Моника села, услышав, как зазвонил телефон. Может быть, Дженни? Нет. Эти звонки с рыданиями, кажется, недавно прекратились. Питер? Снова мать? Она посмотрела на коврик, оценила расстояние до полотенца. Она пока не была готова к разговору о коте. При мысли о нем, о его ускользающем взгляде, о коробке, ждавшей в амбаре, снова сжалось горло. Да что с ней такое?
Ему было бы три этой осенью.
Она окунулась обратно в воду, закрыв глаза, пока звонил телефон, и открыла их, только когда в доме снова стало тихо.

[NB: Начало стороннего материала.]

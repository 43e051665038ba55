use std::time::Duration;
use tokio_tungstenite::connect_async;

/// Retry schedule for the readiness handshake.
#[derive(Debug, Clone)]
pub struct ProbeConfig {
    /// Maximum handshake attempts before giving up.
    pub max_retries: u32,
    /// Per-attempt budget covering connect plus upgrade.
    pub attempt_timeout: Duration,
    /// Fixed delay between attempts.
    pub retry_delay: Duration,
}

impl Default for ProbeConfig {
    fn default() -> Self {
        Self {
            max_retries: 60,
            attempt_timeout: Duration::from_secs(2),
            retry_delay: Duration::from_secs(1),
        }
    }
}

/// Readiness check for a worker's control channel. The real probe performs
/// WebSocket handshakes against the worker's endpoint; `Fixed` short-circuits
/// to a canned answer so callers can be tested without a live worker.
#[derive(Debug, Clone)]
pub enum Probe {
    WebSocket(ProbeConfig),
    Fixed(bool),
}

impl Probe {
    /// Attempt the handshake until it succeeds or the retry budget runs
    /// out. Each successful connection is closed immediately; the probe
    /// only verifies the endpoint accepts upgrades.
    pub async fn test_connection(&self, port: u16, endpoint: &str) -> bool {
        let config = match self {
            Probe::Fixed(answer) => return *answer,
            Probe::WebSocket(config) => config,
        };

        let url = format!("ws://localhost:{port}{endpoint}");
        for attempt in 1..=config.max_retries {
            match tokio::time::timeout(config.attempt_timeout, connect_async(url.as_str())).await {
                Ok(Ok((stream, _response))) => {
                    drop(stream);
                    return true;
                }
                Ok(Err(_)) | Err(_) => {}
            }
            if attempt < config.max_retries {
                tokio::time::sleep(config.retry_delay).await;
            }
        }
        false
    }
}
//! Cooperative shutdown signaling for listening endpoints.

use std::sync::atomic::{AtomicBool, Ordering};
use std::sync::Arc;
use tokio::sync::broadcast;

/// A handle used to stop accept loops and anything else that waits on
/// it. Cloning produces connected handles; signaling any one of them
/// releases every waiter, including waiters that subscribe later.
#[derive(Debug, Clone)]
pub struct Shutdown {
    notify: broadcast::Sender<()>,
    /// Latched so that a handle subscribed after the signal still
    /// observes it.
    fired: Arc<AtomicBool>,
}

impl Shutdown {
    /// Creates a new, unsignaled shutdown.
    pub fn new() -> Self {
        let (notify, _) = broadcast::channel(1);
        Self {
            notify,
            fired: Arc::new(AtomicBool::new(false)),
        }
    }

    /// Signals every handle cloned from this one.
    pub fn shut_down(&self) {
        self.fired.store(true, Ordering::SeqCst);
        // An error only means there are no waiters right now; the latch
        // still catches them.
        let _ = self.notify.send(());
    }

    /// Waits until the shutdown is signaled. Returns immediately if it
    /// already was.
    pub async fn wait_for_shutdown(&self) {
        if self.fired.load(Ordering::SeqCst) {
            return;
        }
        let mut recv = self.notify.subscribe();
        if self.fired.load(Ordering::SeqCst) {
            return;
        }
        loop {
            use tokio::sync::broadcast::error::RecvError;
            match recv.recv().await {
                Ok(()) => return,
                // We hold a sender, so the channel cannot close.
                Err(RecvError::Closed) => unreachable!(),
                Err(RecvError::Lagged(_)) => {
                    if self.fired.load(Ordering::SeqCst) {
                        return;
                    }
                }
            }
        }
    }

    /// Whether the shutdown has been signaled.
    pub fn is_shut_down(&self) -> bool {
        self.fired.load(Ordering::SeqCst)
    }
}

impl Default for Shutdown {
    fn default() -> Self {
        Self::new()
    }
}
//! The networked protocol engine for the Palisade board game.
//!
//! Every participant of a game — human client, AI client, game server,
//! admin console, metaserver — talks the same private, line-oriented
//! text protocol. This crate is the engine they all share: the
//! asynchronous connection layer, the listening endpoint, the
//! stack-based protocol dispatcher, and the compact line format that
//! carries game commands. Board geometry, game rules, AI decisions,
//! and all GUI code live elsewhere and consume this crate through its
//! handler traits.
//!
//! # Organization
//! - [`codec`] encodes and decodes game values to and from wire lines
//! - [`Session`] frames one connection into lines and tracks liveness
//! - [`Service`] accepts inbound connections and spawns Sessions
//! - [`Machine`] dispatches events and lines through a stack of
//!   [`State`]s, one machine per logical actor
//! - [`Shutdown`] coordinates stopping several endpoints at once
//!
//! # Structure of a participant
//!
//! A client creates a [`Machine`], gives it states for each protocol
//! phase, and calls [`Machine::connect`]. A server calls
//! [`Service::listen`] with an [`Acceptor`] that builds a machine per
//! accepted connection. From then on everything is event-driven: lines
//! arrive in order, the current state decodes them with
//! [`Machine::recv`], transitions with push/pop/goto, and replies
//! through the attached session.

pub mod codec;

pub mod machine;
pub use machine::{Event, Machine, MachineDriver, State};

pub mod service;
pub use service::{Acceptor, Service, StopMode};

pub mod session;
pub use session::{Session, SessionHandler};

pub mod shutdown;
pub use shutdown::Shutdown;

/// Version of the wire protocol. Participants exchange it during their
/// opening handshake and refuse to talk across versions.
pub const PROTOCOL_VERSION: u32 = 14;
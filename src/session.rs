//! One network connection with line framing and liveness tracking.
//!
//! A [`Session`] wraps a TCP stream and presents it to its owner as a
//! sequence of newline-delimited lines plus lifecycle notifications.
//! Reads and writes are carried out by two background tasks; the handle
//! itself is cheap to clone, but logical ownership stays with whichever
//! component created the session (its [`Service`](crate::Service), or
//! the caller of [`Session::connect`]). Handing a live session to a
//! different owner is an explicit [`attach`](Session::attach).
//!
//! The session answers the `hello`/`yes` liveness handshake internally,
//! so the protocol layer above it never sees probe traffic.

use crate::codec::{self, Value};
use std::io;
use std::net::SocketAddr;
use std::sync::atomic::{AtomicBool, Ordering};
use std::sync::{Arc, Mutex, RwLock};
use std::time::Duration;
use tokio::io::{AsyncReadExt, AsyncWriteExt};
use tokio::net::tcp::{OwnedReadHalf, OwnedWriteHalf};
use tokio::net::TcpStream;
use tokio::sync::{mpsc, watch, Notify};
use tokio::task::JoinHandle;
use tokio::time::{Instant, MissedTickBehavior};

/// Capacity of the inbound line buffer. A line longer than this cannot
/// be framed and is a fatal protocol error.
pub const READ_BUFFER_SIZE: usize = 16 * 1024;

/// Hard cap on lines held by an enabled write cache. Exceeding it
/// closes the connection instead of growing without bound.
pub const WRITE_CACHE_LIMIT: usize = 1000;

const PROBE: &str = "hello";
const PROBE_REPLY: &str = "yes";

/// A shared handle to a [`SessionHandler`].
pub type SharedHandler = Arc<dyn SessionHandler>;

/// Receives a session's lifecycle notifications and inbound lines.
///
/// Exactly one of `on_connect`/`on_connect_fail` is delivered per
/// connection attempt, followed by any number of `on_line` calls, and
/// finally exactly one `on_close`. Calls are delivered one at a time,
/// in order, from the session's reactor task.
#[async_trait::async_trait]
pub trait SessionHandler: Send + Sync + 'static {
    async fn on_connect(&self, session: &Session);
    async fn on_connect_fail(&self);
    async fn on_close(&self, session: &Session);
    async fn on_line(&self, session: &Session, line: &str);
}

/// Returned when an outbound connection attempt fails. No half-open
/// resource remains; the handler has already received `on_connect_fail`.
#[derive(Debug, thiserror::Error)]
#[error("failed to connect to {host}:{port}")]
pub struct ConnectError {
    pub host: String,
    pub port: u16,
    #[source]
    pub source: io::Error,
}

enum WriterOp {
    Line(String),
    /// Liveness traffic bypasses the cache; it belongs to the session
    /// layer, not the protocol above it.
    Probe(&'static str),
    EnableCache,
    FlushCache,
    Shutdown,
}

struct Inner {
    peer: SocketAddr,
    handler: RwLock<Option<SharedHandler>>,
    writer: mpsc::UnboundedSender<WriterOp>,
    read_half: Mutex<Option<OwnedReadHalf>>,
    last_activity: Mutex<Instant>,
    closed: AtomicBool,
    timed_out: AtomicBool,
    close_notified: AtomicBool,
    close_wake: Notify,
    closed_tx: watch::Sender<bool>,
    keepalive: Mutex<Option<JoinHandle<()>>>,
}

/// One network connection. See the module documentation.
#[derive(Clone)]
pub struct Session {
    inner: Arc<Inner>,
}

impl Session {
    /// Opens an outbound connection and starts the session. The handler
    /// receives `on_connect` before any line is read. On failure the
    /// handler receives `on_connect_fail` and no resource remains.
    pub async fn connect(
        host: &str,
        port: u16,
        handler: SharedHandler,
    ) -> Result<Session, ConnectError> {
        let stream = match TcpStream::connect((host, port)).await {
            Ok(stream) => stream,
            Err(source) => {
                handler.on_connect_fail().await;
                return Err(ConnectError {
                    host: host.to_owned(),
                    port,
                    source,
                });
            }
        };
        let session = match Session::new(stream) {
            Ok(session) => session,
            Err(source) => {
                handler.on_connect_fail().await;
                return Err(ConnectError {
                    host: host.to_owned(),
                    port,
                    source,
                });
            }
        };
        session.start(handler).await;
        Ok(session)
    }

    /// Wraps an established stream. The session is inert until
    /// [`start`](Session::start) attaches a handler and begins reading.
    pub(crate) fn new(stream: TcpStream) -> io::Result<Session> {
        let peer = stream.peer_addr()?;
        stream.set_nodelay(true).ok();
        let (read_half, write_half) = stream.into_split();
        let (writer, ops) = mpsc::unbounded_channel();
        let (closed_tx, _) = watch::channel(false);
        let session = Session {
            inner: Arc::new(Inner {
                peer,
                handler: RwLock::new(None),
                writer,
                read_half: Mutex::new(Some(read_half)),
                last_activity: Mutex::new(Instant::now()),
                closed: AtomicBool::new(false),
                timed_out: AtomicBool::new(false),
                close_notified: AtomicBool::new(false),
                close_wake: Notify::new(),
                closed_tx,
                keepalive: Mutex::new(None),
            }),
        };
        tokio::spawn(write_loop(session.clone(), write_half, ops));
        Ok(session)
    }

    /// Attaches the handler, delivers `on_connect`, and begins the read
    /// loop.
    pub(crate) async fn start(&self, handler: SharedHandler) {
        self.attach(handler);
        let handler = self.handler();
        handler.on_connect(self).await;
        let read_half = self
            .inner
            .read_half
            .lock()
            .unwrap()
            .take()
            .expect("session was started twice");
        tokio::spawn(read_loop(self.clone(), read_half));
    }

    /// Replaces the notification handler. This is the single-owner
    /// hand-off used to give a live connection to a different actor,
    /// for example on reconnect.
    pub fn attach(&self, handler: SharedHandler) {
        *self.inner.handler.write().unwrap() = Some(handler);
    }

    fn handler(&self) -> SharedHandler {
        self.inner
            .handler
            .read()
            .unwrap()
            .clone()
            .expect("session has no handler")
    }

    /// Queues a line for transmission. Lines are transmitted in the
    /// order queued; a transport error closes the session.
    pub fn send_line(&self, line: &str) {
        debug_assert!(!line.contains('\n'), "lines must not embed newlines");
        if self.is_closed() {
            return;
        }
        let _ = self.inner.writer.send(WriterOp::Line(line.to_owned()));
    }

    /// Encodes a command with [`codec::encode`] and queues it.
    pub fn send(&self, fmt: &str, args: &[Value]) {
        self.send_line(&codec::encode(fmt, args));
    }

    /// Enables or disables the outbound write cache. While enabled,
    /// queued lines are held back; disabling flushes them in FIFO
    /// order. Holding back more than [`WRITE_CACHE_LIMIT`] lines closes
    /// the session.
    pub fn set_cache(&self, enabled: bool) {
        let op = if enabled {
            WriterOp::EnableCache
        } else {
            WriterOp::FlushCache
        };
        let _ = self.inner.writer.send(op);
    }

    /// Schedules liveness probing. After `period` of inbound silence a
    /// probe is sent; after twice `period` the session is marked timed
    /// out and closed. A zero period cancels probing. Outbound traffic,
    /// including probes, does not count as activity.
    pub fn set_keepalive(&self, period: Duration) {
        let mut slot = self.inner.keepalive.lock().unwrap();
        if let Some(task) = slot.take() {
            task.abort();
        }
        if period.is_zero() {
            return;
        }
        let session = self.clone();
        *slot = Some(tokio::spawn(async move {
            let mut tick = tokio::time::interval(period);
            tick.set_missed_tick_behavior(MissedTickBehavior::Delay);
            // The first tick completes immediately.
            tick.tick().await;
            loop {
                tick.tick().await;
                if session.is_closed() {
                    break;
                }
                let idle = session.inner.last_activity.lock().unwrap().elapsed();
                if idle >= period * 2 {
                    tracing::info!(peer = %session.inner.peer, "keepalive timed out, closing");
                    session.inner.timed_out.store(true, Ordering::SeqCst);
                    session.close();
                    break;
                }
                if idle >= period {
                    let _ = session.inner.writer.send(WriterOp::Probe(PROBE));
                }
            }
        }));
    }

    /// Begins shutdown. Safe to call from any context, including from
    /// inside a handler callback currently processing this session's
    /// input; the single `on_close` notification is delivered after
    /// that callback unwinds. Repeated calls are no-ops.
    pub fn close(&self) {
        if self.inner.closed.swap(true, Ordering::SeqCst) {
            return;
        }
        tracing::debug!(peer = %self.inner.peer, "session closing");
        let _ = self.inner.writer.send(WriterOp::Shutdown);
        self.inner.close_wake.notify_one();
    }

    /// Whether shutdown has begun. The terminal notification may still
    /// be in flight.
    pub fn is_closed(&self) -> bool {
        self.inner.closed.load(Ordering::SeqCst)
    }

    /// Whether the session was closed by keepalive timeout.
    pub fn timed_out(&self) -> bool {
        self.inner.timed_out.load(Ordering::SeqCst)
    }

    /// Completes once the terminal `on_close` notification has been
    /// delivered.
    pub async fn closed(&self) {
        let mut rx = self.inner.closed_tx.subscribe();
        while !*rx.borrow_and_update() {
            if rx.changed().await.is_err() {
                return;
            }
        }
    }

    pub fn peer_addr(&self) -> SocketAddr {
        self.inner.peer
    }
}

impl std::fmt::Debug for Session {
    fn fmt(&self, f: &mut std::fmt::Formatter<'_>) -> std::fmt::Result {
        f.debug_struct("Session")
            .field("peer", &self.inner.peer)
            .field("closed", &self.is_closed())
            .finish()
    }
}

/// Reads raw bytes, frames them into lines, and dispatches each line in
/// order. This task is the only deliverer of `on_line` and `on_close`,
/// which is what makes the terminal notification single and a `close`
/// issued mid-callback deferred rather than reentrant.
async fn read_loop(session: Session, mut read_half: OwnedReadHalf) {
    let mut buf = vec![0u8; READ_BUFFER_SIZE];
    let mut fill = 0usize;
    'read: while !session.inner.closed.load(Ordering::SeqCst) {
        let n = tokio::select! {
            _ = session.inner.close_wake.notified() => break 'read,
            result = read_half.read(&mut buf[fill..]) => match result {
                Ok(0) => {
                    tracing::debug!(peer = %session.inner.peer, "peer closed the connection");
                    break 'read;
                }
                Ok(n) => n,
                Err(error) => {
                    tracing::debug!(peer = %session.inner.peer, %error, "read failed");
                    break 'read;
                }
            },
        };
        *session.inner.last_activity.lock().unwrap() = Instant::now();
        fill += n;

        let mut start = 0usize;
        while let Some(offset) = buf[start..fill].iter().position(|&b| b == b'\n') {
            let end = start + offset;
            let mut line = String::from_utf8_lossy(&buf[start..end]).into_owned();
            if line.ends_with('\r') {
                line.pop();
            }
            start = end + 1;
            if line == PROBE {
                let _ = session.inner.writer.send(WriterOp::Probe(PROBE_REPLY));
                continue;
            }
            if line == PROBE_REPLY {
                continue;
            }
            let handler = session.handler();
            handler.on_line(&session, &line).await;
            if session.inner.closed.load(Ordering::SeqCst) {
                // Closed from inside the callback; drop the rest of the
                // batch and notify below.
                break 'read;
            }
        }
        if start > 0 {
            buf.copy_within(start..fill, 0);
            fill -= start;
        }
        if fill == buf.len() {
            tracing::error!(
                peer = %session.inner.peer,
                capacity = READ_BUFFER_SIZE,
                "line exceeds the read buffer, closing"
            );
            break 'read;
        }
    }

    session.inner.closed.store(true, Ordering::SeqCst);
    let _ = session.inner.writer.send(WriterOp::Shutdown);
    if let Some(task) = session.inner.keepalive.lock().unwrap().take() {
        task.abort();
    }
    if !session.inner.close_notified.swap(true, Ordering::SeqCst) {
        let handler = session.handler();
        handler.on_close(&session).await;
        session.inner.closed_tx.send_replace(true);
    }
}

/// Transmits queued lines in order, holding them back while the cache
/// is enabled. Any transport error funnels into the close path.
async fn write_loop(
    session: Session,
    mut write_half: OwnedWriteHalf,
    mut ops: mpsc::UnboundedReceiver<WriterOp>,
) {
    let mut cache: Option<Vec<String>> = None;
    while let Some(op) = ops.recv().await {
        match op {
            WriterOp::Shutdown => break,
            WriterOp::EnableCache => {
                if cache.is_none() {
                    cache = Some(Vec::new());
                }
            }
            WriterOp::FlushCache => {
                if let Some(pending) = cache.take() {
                    for line in pending {
                        if write_line(&mut write_half, &line).await.is_err() {
                            session.close();
                            return;
                        }
                    }
                }
            }
            WriterOp::Probe(line) => {
                if write_line(&mut write_half, line).await.is_err() {
                    session.close();
                    return;
                }
            }
            WriterOp::Line(line) => {
                if let Some(pending) = cache.as_mut() {
                    pending.push(line);
                    if pending.len() > WRITE_CACHE_LIMIT {
                        tracing::error!(
                            peer = %session.inner.peer,
                            limit = WRITE_CACHE_LIMIT,
                            "write cache overflow, closing"
                        );
                        session.close();
                        return;
                    }
                } else if let Err(error) = write_line(&mut write_half, &line).await {
                    tracing::debug!(peer = %session.inner.peer, %error, "write failed, closing");
                    session.close();
                    return;
                }
            }
        }
    }
    let _ = write_half.shutdown().await;
}

async fn write_line(half: &mut OwnedWriteHalf, line: &str) -> io::Result<()> {
    half.write_all(line.as_bytes()).await?;
    half.write_all(b"\n").await
}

У них с Питером все началось с антикварного ожерелья. Она тогда получила временную работу в школе в Бермондси, печатала родителям письма о Дне спорта, о требованиях относительно формы, сверяла журналы, выписывала учителям квитанции на зарплату. Ох, эти месяцы после ухода Джо, после того, что случилось в больнице, когда приходили счета, квартплата росла, а в квартире было так жутко и пусто, и та история с Ифой – Моника и думать о тех временах не могла. В то утро она надела изумрудное ожерелье, которое ей подарила бабушка Джо, когда они поженились. Она его нечасто носила, но Джо забрал кольца и кулон, подаренные им на совершеннолетие. Продать хотел, так она думала. Им постоянно не хватало денег.